PyAerial finds human-readable IF-THEN rules in tabular data:

IF smoking = yes AND exercise = never    THEN blood_pressure = high   (confidence 0.87, support 0.29)
IF pressure = low AND flow_rate = high   THEN pipe_leakage = yes      (confidence 0.93, support 0.11)
IF education = masters AND age = 30-40   THEN income = >50K           (confidence 0.82, support 0.17)

It is the Python implementation of Aerial, a scalable neurosymbolic association rule miner: an under-complete Autoencoder learns a compact representation of the data, and rules are extracted from the trained model.
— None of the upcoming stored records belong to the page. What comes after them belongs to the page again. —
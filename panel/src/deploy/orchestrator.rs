//! Deployment orchestrator
//!
//! Runs the pull -> build -> up -> health-check pipeline for one project at a
//! time, persisting every status transition and broadcasting progress.

use std::collections::HashMap;
use std::panic::AssertUnwindSafe;
use std::path::PathBuf;
use std::sync::Arc;

use chrono::{DateTime, Utc};
use futures::FutureExt;
use tokio::sync::Mutex;
use tokio::task::JoinSet;
use tracing::{error, info, warn};

use crate::deploy::compose;
use crate::deploy::executor::CommandRunner;
use crate::deploy::fsm::{DeploymentEvent, DeploymentFsm, PipelineStep};
use crate::deploy::git;
use crate::deploy::health::{self, HealthPollSettings};
use crate::deploy::transcript::Transcript;
use crate::errors::PanelError;
use crate::events::bus::{CompleteEvent, DeployEvent, EventBus, StatusEvent};
use crate::models::activity::{ActivityLog, Notification, NotificationKind};
use crate::models::deployment::{
    Deployment, DeploymentPage, DeploymentStatus, DeploymentUpdate, DeploymentWithUser,
};
use crate::models::project::Project;
use crate::models::user::UserSummary;
use crate::store::{ActivityStore, DeploymentStore, ProjectStore, Store, UserStore};
use crate::utils::{generate_uuid, short_hash, truncate_chars};

/// Branch deployed when the caller names none
pub const DEFAULT_BRANCH: &str = "main";

/// Longest stored commit message
pub const MAX_COMMIT_MESSAGE_CHARS: usize = 500;

/// Longest stored error message
pub const MAX_ERROR_MESSAGE_CHARS: usize = 1000;

/// Largest page returned by `get_deployments`
pub const MAX_PAGE_SIZE: usize = 100;

/// Error recorded for pipelines a previous process never finished
pub const INTERRUPTED_MESSAGE: &str = "Deployment interrupted by panel restart";

/// Error recorded when the pipeline task panics
pub const CRASHED_MESSAGE: &str = "Deployment pipeline crashed";

/// Prefix of the error recorded when the final state could not be written
pub const UNRECORDED_MESSAGE: &str = "Deployment outcome could not be recorded";

/// Orchestrator options
#[derive(Debug, Clone, Default)]
pub struct OrchestratorOptions {
    pub health_poll: HealthPollSettings,
}

/// Owns the deployment state machine for every project
#[derive(Clone)]
pub struct Orchestrator {
    store: Arc<dyn Store>,
    runner: Arc<dyn CommandRunner>,
    bus: Arc<dyn EventBus>,
    options: OrchestratorOptions,
    tasks: Arc<Mutex<JoinSet<()>>>,
}

/// Mutable state of one pipeline run
struct PipelineRun {
    deployment_id: String,
    user_id: String,
    branch: String,
    project: Project,
    fsm: DeploymentFsm,
    transcript: Transcript,
    pipeline_started: DateTime<Utc>,
    started_at: Option<DateTime<Utc>>,
    commit_after: Option<String>,
}

impl PipelineRun {
    /// Completion timestamp and whole seconds since `started_at`
    fn finish_times(&mut self) -> (DateTime<Utc>, DateTime<Utc>, u64) {
        let completed_at = Utc::now();
        let started_at = *self.started_at.get_or_insert(self.pipeline_started);
        (started_at, completed_at, elapsed_secs(started_at, completed_at))
    }
}

/// Whole seconds between two instants, rounded to nearest
pub fn elapsed_secs(from: DateTime<Utc>, to: DateTime<Utc>) -> u64 {
    let millis = (to - from).num_milliseconds().max(0) as u64;
    (millis + 500) / 1000
}

/// Reject branch names git would read as options or that escape refs
fn validate_branch(branch: &str) -> Result<(), PanelError> {
    let valid = !branch.is_empty()
        && !branch.starts_with('-')
        && !branch.contains("..")
        && !branch.chars().any(|c| c.is_whitespace() || c.is_control());
    if valid {
        Ok(())
    } else {
        Err(PanelError::ValidationError(format!(
            "invalid branch name: {:?}",
            branch
        )))
    }
}
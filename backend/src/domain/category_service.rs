//! Category read service. Categories are reference data: expenses point at
//! them by id, and this service only exposes lookups.

use anyhow::Result;
use shared::Category;

use crate::domain::models::CategoryRecord;
use crate::storage::CategoryRepository;

#[derive(Clone)]
pub struct CategoryService {
    category_repository: CategoryRepository,
}

impl CategoryService {
    pub fn new(category_repository: CategoryRepository) -> Self {
        Self {
            category_repository,
        }
    }

    /// List all categories ordered by name
    pub async fn list_categories(&self) -> Result<Vec<Category>> {
        let categories = self.category_repository.list().await?;
        Ok(categories.into_iter().map(to_dto).collect())
    }

    /// Get a single category by id
    pub async fn get_category(&self, id: i64) -> Result<Option<Category>> {
        Ok(self.category_repository.get(id).await?.map(to_dto))
    }
}

fn to_dto(record: CategoryRecord) -> Category {
    Category {
        id: record.id,
        name: record.name,
        color: record.color,
    }
}
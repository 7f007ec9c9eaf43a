//! Statistics facade: resolves the period, fetches, and aggregates.

use chrono::{Local, NaiveDate};
use shared::{CategoryBreakdownRow, TotalResponse};
use thiserror::Error;
use tracing::info;

use crate::domain::aggregation;
use crate::domain::period::Period;
use crate::storage::{CategoryStore, ExpenseStore};

/// Failures the statistics operations can surface.
#[derive(Debug, Error)]
pub enum StatsError {
    /// The expense or category store could not be reached. No retry is
    /// attempted here; retry policy belongs to the caller.
    #[error("upstream store unavailable: {0}")]
    UpstreamUnavailable(#[source] anyhow::Error),
}

/// Coordination layer over the period resolver and the aggregation engine.
///
/// Holds no state beyond the injected store handles; every call is computed
/// fresh against the current store contents.
#[derive(Clone)]
pub struct StatisticsService<E, C> {
    expense_store: E,
    category_store: C,
}

impl<E: ExpenseStore, C: CategoryStore> StatisticsService<E, C> {
    pub fn new(expense_store: E, category_store: C) -> Self {
        Self {
            expense_store,
            category_store,
        }
    }

    /// Total spent in the period, reported as a non-negative figure.
    pub async fn get_total(&self, period: Period) -> Result<TotalResponse, StatsError> {
        self.get_total_at(period, Local::now().date_naive()).await
    }

    /// Per-category breakdown of the spending in the period.
    pub async fn get_breakdown(
        &self,
        period: Period,
    ) -> Result<Vec<CategoryBreakdownRow>, StatsError> {
        self.get_breakdown_at(period, Local::now().date_naive())
            .await
    }

    /// Variant of [`Self::get_total`] anchored on an explicit date.
    pub(crate) async fn get_total_at(
        &self,
        period: Period,
        now: NaiveDate,
    ) -> Result<TotalResponse, StatsError> {
        let range = period.resolve(now);
        let expenses = self
            .expense_store
            .fetch_expenses(&range)
            .await
            .map_err(StatsError::UpstreamUnavailable)?;

        // Raw sums are non-positive under the outflow invariant; flip the
        // sign for the user-facing figure
        let total = aggregation::sum_in_range(&range, &expenses).abs();

        info!("Computed total {:.2} over {} expenses", total, expenses.len());
        Ok(TotalResponse { total })
    }

    /// Variant of [`Self::get_breakdown`] anchored on an explicit date.
    pub(crate) async fn get_breakdown_at(
        &self,
        period: Period,
        now: NaiveDate,
    ) -> Result<Vec<CategoryBreakdownRow>, StatsError> {
        let range = period.resolve(now);
        let expenses = self
            .expense_store
            .fetch_expenses(&range)
            .await
            .map_err(StatsError::UpstreamUnavailable)?;
        let categories = self
            .category_store
            .fetch_categories()
            .await
            .map_err(StatsError::UpstreamUnavailable)?;

        Ok(aggregation::breakdown_by_category(
            &range, &expenses, &categories,
        ))
    }
}
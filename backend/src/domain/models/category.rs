/// A stored spending category.
#[derive(Debug, Clone, PartialEq)]
pub struct CategoryRecord {
    pub id: i64,
    pub name: String,
    pub color: String,
}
This avoids the rule explosion and execution time problems of exhaustive miners (Apriori, FP-Growth, ECLAT), making rule mining practical on large datasets such as health records, retail baskets, and sensor data, wherever you want interpretable patterns next to black-box models.

Learn more about the architecture, training, and rule extraction in our paper: Neurosymbolic Association Rule Mining from Tabular Data


Why PyAerial?

PyAerial Exhaustive miners (e.g., Mlxtend, SPMF)
Execution time on large data 100-1000x faster, also on CPU Grows steeply with columns and thresholds
Number of rules Concise, high-quality set with full data coverage Rule explosion (easily millions)
Input format pandas DataFrame, one-hot encoding handled internally Manual one-hot encoding or custom text formats
Rule quality metrics Calculated automatically (support, confidence, Zhang's metric, ...) Requires extra steps
Item constraints, classification rules Built-in Limited or unavailable
GPU support Optional Not available

For comprehensive benchmarks against Mlxtend, SPMF and other ARM tools, see our software paper: PyAerial: Scalable association rule mining from tabular data (SoftwareX, 2025)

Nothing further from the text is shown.